These last three months have been some of the stormiest months in recent years. I’m happy to report that things are starting to get better yet I’ve still been walking around like someone in a battlefield. In my defense, I’m at the tail end of a storm and I guess I still haven’t been so willing to trust the calm. I’m a Christian by faith so I was also asking God a million questions, wondering how in the world things were going to work out, then something happened that basically answered my questions and calmed my fears.
It started with random songs in my head, all pointing to the same thing: God would take care of me. I guess He could tell I wasn’t too trusting coz the next thing I knew, random people on facebook, some of whom I rarely see, were posting the same things on their walls: “God will come through for you no matter how long it takes” said one of them. This time I started to get it, kinda like the sunshine on a cloudy or rainy day. However, he went one step further to cement His message and did one more thing: He sent an unexpected gift at an unexpected time.
I got a note that said “I sent you something by mail. You should get it by next Tuesday or Wednesday.” Honestly, considering the source I figured I knew what it was 😉 so I expected a chuckle and a blush from this “envelope” from this sweet friend. However, when I finally got it, it didn’t look like anything I thought it would. I ripped it open to find: a beautiful, sweet letter and something that God knew I needed and would continue to need in the future (among other things). In it, she said that she had felt led by God to do this, that she didn’t know why but she knew that she must obey that prompting as it had been with her for quite a while. To say that this letter and its contents shocked me would be the understatement of the year!

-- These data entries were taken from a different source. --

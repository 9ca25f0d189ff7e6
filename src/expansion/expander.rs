//! Query expander trait, per-query expander state and expansion sessions.
//!
//! An expander derives extra query terms from one [`QueryToken`]. It reads the
//! token through a shared reference and emits new terms into an
//! [`ExpansionSink`], so the order in which expanders run never affects the
//! input any of them sees.
//!
//! State an expander needs for the duration of a query (a stemmer handle, a
//! segmenter) lives in an [`ExpanderState`] owned by the caller. An
//! [`ExpansionSession`] bundles the state with one query's
//! [`ExpansionContext`]; dropping the session releases the state.

use std::any::Any;
use std::fmt::{self, Debug};
use std::sync::Arc;

use log::trace;

use crate::error::Result;
use crate::expansion::language::Language;
use crate::expansion::schema::IndexSchema;
use crate::expansion::stemmer::{Stemmer, WordSegmenter, stemmer_for};
use crate::expansion::synonym::SynonymMap;
use crate::expansion::token::{Expansion, ExpansionSink, QueryToken};

/// Name of the stemmer expander.
pub const STEMMER_EXPANDER_NAME: &str = "SBSTEM";
/// Name of the synonym expander.
pub const SYNONYMS_EXPANDER_NAME: &str = "SYNONYM";
/// Name of the phonetic expander.
pub const PHONETIC_EXPANDER_NAME: &str = "PHONETIC";
/// Name of the default composite expander.
pub const DEFAULT_EXPANDER_NAME: &str = "DEFAULT";

/// Read-only, per-query information expanders consult.
#[derive(Debug, Clone, Copy)]
pub struct ExpansionContext<'a> {
    /// Query language.
    pub language: Language,
    /// Index schema, for phonetic field checks.
    pub schema: &'a IndexSchema,
    /// Synonym map of the index, if one is configured.
    pub synonyms: Option<&'a SynonymMap>,
}

impl<'a> ExpansionContext<'a> {
    /// Create a context without a synonym map.
    pub fn new(language: Language, schema: &'a IndexSchema) -> Self {
        ExpansionContext {
            language,
            schema,
            synonyms: None,
        }
    }

    /// Attach the index's synonym map.
    pub fn with_synonyms(mut self, synonyms: &'a SynonymMap) -> Self {
        self.synonyms = Some(synonyms);
        self
    }
}

/// Stemming resources created on first use within a query.
pub enum StemmerState {
    /// Affix stripping for the query language.
    Affix(Box<dyn Stemmer>),
    /// Word segmentation for logographic scripts.
    Segmenting(WordSegmenter),
}

impl StemmerState {
    /// Resolve the stemming resources for a language.
    pub fn for_language(language: Language) -> Self {
        match stemmer_for(language) {
            Some(stemmer) => StemmerState::Affix(stemmer),
            None => {
                trace!("no affix stemmer for language {language}, segmenting words instead");
                StemmerState::Segmenting(WordSegmenter::new())
            }
        }
    }
}

impl Debug for StemmerState {
    fn fmt(&self, f: &mut fmt::Formatter<'_>) -> fmt::Result {
        match self {
            StemmerState::Affix(stemmer) => write!(f, "Affix({})", stemmer.name()),
            StemmerState::Segmenting(_) => f.write_str("Segmenting"),
        }
    }
}

/// Private per-query data of one expander.
///
/// Created empty for each query, filled lazily on first use and dropped when
/// the query ends. Never shared between queries.
#[derive(Default)]
pub struct ExpanderState {
    stemmer: Option<StemmerState>,
    custom: Option<Box<dyn Any + Send>>,
}

impl ExpanderState {
    /// Create an empty state.
    pub fn new() -> Self {
        Self::default()
    }

    /// Stemming resources, created for `language` on first call.
    pub fn stemmer(&mut self, language: Language) -> &mut StemmerState {
        self.stemmer
            .get_or_insert_with(|| StemmerState::for_language(language))
    }

    /// Whether stemming resources were created.
    pub fn has_stemmer(&self) -> bool {
        self.stemmer.is_some()
    }

    /// Custom state of a user-registered expander, created on first call.
    ///
    /// Returns `None` if the slot already holds a value of another type.
    pub fn custom<T, F>(&mut self, init: F) -> Option<&mut T>
    where
        T: Any + Send,
        F: FnOnce() -> T,
    {
        self.custom
            .get_or_insert_with(|| Box::new(init()) as Box<dyn Any + Send>)
            .downcast_mut::<T>()
    }
}

impl Debug for ExpanderState {
    fn fmt(&self, f: &mut fmt::Formatter<'_>) -> fmt::Result {
        f.debug_struct("ExpanderState")
            .field("stemmer", &self.stemmer)
            .field("custom", &self.custom.is_some())
            .finish()
    }
}

/// Trait for query expanders.
pub trait QueryExpander: Send + Sync + Debug {
    /// Emit zero or more terms derived from `token` into `sink`.
    ///
    /// An error aborts construction of the query.
    fn expand(
        &self,
        ctx: &ExpansionContext<'_>,
        state: &mut ExpanderState,
        token: &QueryToken,
        sink: &mut dyn ExpansionSink,
    ) -> Result<()>;

    /// Get the name of this expander.
    fn name(&self) -> &str;
}

/// An expander backed by a closure.
///
/// Any private data the expander needs is captured by the closure and
/// released when the expander is dropped.
pub struct FnExpander<F> {
    name: String,
    func: F,
}

impl<F> FnExpander<F>
where
    F: Fn(
            &ExpansionContext<'_>,
            &mut ExpanderState,
            &QueryToken,
            &mut dyn ExpansionSink,
        ) -> Result<()>
        + Send
        + Sync,
{
    /// Wrap a closure as a named expander.
    pub fn new<S: Into<String>>(name: S, func: F) -> Self {
        FnExpander {
            name: name.into(),
            func,
        }
    }
}

impl<F> Debug for FnExpander<F> {
    fn fmt(&self, f: &mut fmt::Formatter<'_>) -> fmt::Result {
        f.debug_struct("FnExpander").field("name", &self.name).finish()
    }
}

impl<F> QueryExpander for FnExpander<F>
where
    F: Fn(
            &ExpansionContext<'_>,
            &mut ExpanderState,
            &QueryToken,
            &mut dyn ExpansionSink,
        ) -> Result<()>
        + Send
        + Sync,
{
    fn expand(
        &self,
        ctx: &ExpansionContext<'_>,
        state: &mut ExpanderState,
        token: &QueryToken,
        sink: &mut dyn ExpansionSink,
    ) -> Result<()> {
        (self.func)(ctx, state, token, sink)
    }

    fn name(&self) -> &str {
        &self.name
    }
}

/// One query's use of one expander.
///
/// # Examples
///
/// ```
/// use std::sync::Arc;
///
/// use rankwell::expansion::{
///     ExpansionContext, ExpansionSession, IndexSchema, Language, QueryToken, StemmerExpander,
/// };
///
/// let schema = IndexSchema::new();
/// let ctx = ExpansionContext::new(Language::English, &schema);
/// let mut session = ExpansionSession::new(Arc::new(StemmerExpander::new()), ctx);
///
/// let terms = session.expand(&QueryToken::new("running")).unwrap();
/// assert_eq!(terms.len(), 2);
/// ```
#[derive(Debug)]
pub struct ExpansionSession<'a> {
    expander: Arc<dyn QueryExpander>,
    ctx: ExpansionContext<'a>,
    state: ExpanderState,
}

impl<'a> ExpansionSession<'a> {
    /// Start a session for one query.
    pub fn new(expander: Arc<dyn QueryExpander>, ctx: ExpansionContext<'a>) -> Self {
        ExpansionSession {
            expander,
            ctx,
            state: ExpanderState::new(),
        }
    }

    /// Expand one token into a fresh list of terms.
    ///
    /// On error nothing is returned, even if some terms had been derived.
    pub fn expand(&mut self, token: &QueryToken) -> Result<Vec<Expansion>> {
        let mut out = Vec::new();
        self.expand_into(token, &mut out)?;
        Ok(out)
    }

    /// Expand one token into a caller-provided sink.
    pub fn expand_into(&mut self, token: &QueryToken, sink: &mut dyn ExpansionSink) -> Result<()> {
        self.expander.expand(&self.ctx, &mut self.state, token, sink)
    }

    /// The expander of this session.
    pub fn expander(&self) -> &dyn QueryExpander {
        self.expander.as_ref()
    }

    /// The state accumulated so far.
    pub fn state(&self) -> &ExpanderState {
        &self.state
    }
}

See, on the way to the post office, I had been talking to my mum, telling her that I had moved here on faith, that I had trusted God with so much yet things hadn’t gone as hoped and I now was beginning to feel embarrassed about it. I was ashamed to admit that I had made these HUGE life choices based on what I thought God had promised to do, believing that He would be there every step of the way. I wasn’t feeling very positive or trusting so to get this letter felt like one huge Godly eyebrow raised at me, as in “SEE???? I TOLD you it’s ok to trust me. Didn’t I? Didn’t I? Haha, and you thought I would abandon you? Never! Never have and never will!”
I once heard from a movie that the best gift was “an unexpected gift at an unexpected time.” Well, this friend surely reminded me of that. I still have moments of worry, I still have times when I can’t seem to relax in the knowledge that no matter what I’ll be alright. That one envelop gave me the added strength and fuel to trust that I am ok now and will be ok in the future and that all is well and all will be well. NOW I can trust the calm.